• [Task prompt]: Output the data verbatim, with nothing added or dropped.

• [Stored items]:
***
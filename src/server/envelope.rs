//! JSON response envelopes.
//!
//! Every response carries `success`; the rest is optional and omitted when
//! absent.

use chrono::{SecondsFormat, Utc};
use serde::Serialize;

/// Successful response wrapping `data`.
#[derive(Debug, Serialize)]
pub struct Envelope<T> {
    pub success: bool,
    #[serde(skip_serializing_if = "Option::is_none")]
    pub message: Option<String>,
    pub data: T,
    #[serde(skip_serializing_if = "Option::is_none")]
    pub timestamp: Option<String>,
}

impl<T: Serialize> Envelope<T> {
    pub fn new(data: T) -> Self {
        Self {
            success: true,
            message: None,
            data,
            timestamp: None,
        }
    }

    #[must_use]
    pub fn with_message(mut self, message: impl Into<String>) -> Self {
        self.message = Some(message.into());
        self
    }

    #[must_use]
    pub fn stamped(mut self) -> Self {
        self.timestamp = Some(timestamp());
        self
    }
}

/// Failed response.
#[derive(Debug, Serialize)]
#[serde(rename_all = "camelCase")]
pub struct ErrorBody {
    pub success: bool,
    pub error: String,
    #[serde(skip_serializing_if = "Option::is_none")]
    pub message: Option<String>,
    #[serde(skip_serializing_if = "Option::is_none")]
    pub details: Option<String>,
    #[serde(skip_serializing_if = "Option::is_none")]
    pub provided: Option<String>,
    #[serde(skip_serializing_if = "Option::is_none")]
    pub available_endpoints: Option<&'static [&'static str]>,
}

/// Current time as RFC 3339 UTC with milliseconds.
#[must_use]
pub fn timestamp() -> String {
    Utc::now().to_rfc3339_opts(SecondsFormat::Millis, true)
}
***
• [Solution to this exercise]:
filename src/server/envelope.rs
//! JSON response envelopes.
//!
//! Every response carries `success`; the rest is optional and omitted when
//! absent.

use chrono::{SecondsFormat, Utc};
use serde::Serialize;

/// Successful response wrapping `data`.
#[derive(Debug, Serialize)]
pub struct Envelope<T> {
    pub success: bool,
    #[serde(skip_serializing_if = "Option::is_none")]
    pub message: Option<String>,
    pub data: T,
    #[serde(skip_serializing_if = "Option::is_none")]
    pub timestamp: Option<String>,
}

impl<T: Serialize> Envelope<T> {
    pub fn new(data: T) -> Self {
        Self {
            success: true,
            message: None,
            data,
            timestamp: None,
        }
    }

    #[must_use]
    pub fn with_message(mut self, message: impl Into<String>) -> Self {
        self.message = Some(message.into());
        self
    }

    #[must_use]
    pub fn stamped(mut self) -> Self {
        self.timestamp = Some(timestamp());
        self
    }
}

/// Failed response.
#[derive(Debug, Serialize)]
#[serde(rename_all = "camelCase")]
pub struct ErrorBody {
    pub success: bool,
    pub error: String,
    #[serde(skip_serializing_if = "Option::is_none")]
    pub message: Option<String>,
    #[serde(skip_serializing_if = "Option::is_none")]
    pub details: Option<String>,
    #[serde(skip_serializing_if = "Option::is_none")]
    pub provided: Option<String>,
    #[serde(skip_serializing_if = "Option::is_none")]
    pub available_endpoints: Option<&'static [&'static str]>,
}

/// Current time as RFC 3339 UTC with milliseconds.
#[must_use]
pub fn timestamp() -> String {
    Utc::now().to_rfc3339_opts(SecondsFormat::Millis, true)
}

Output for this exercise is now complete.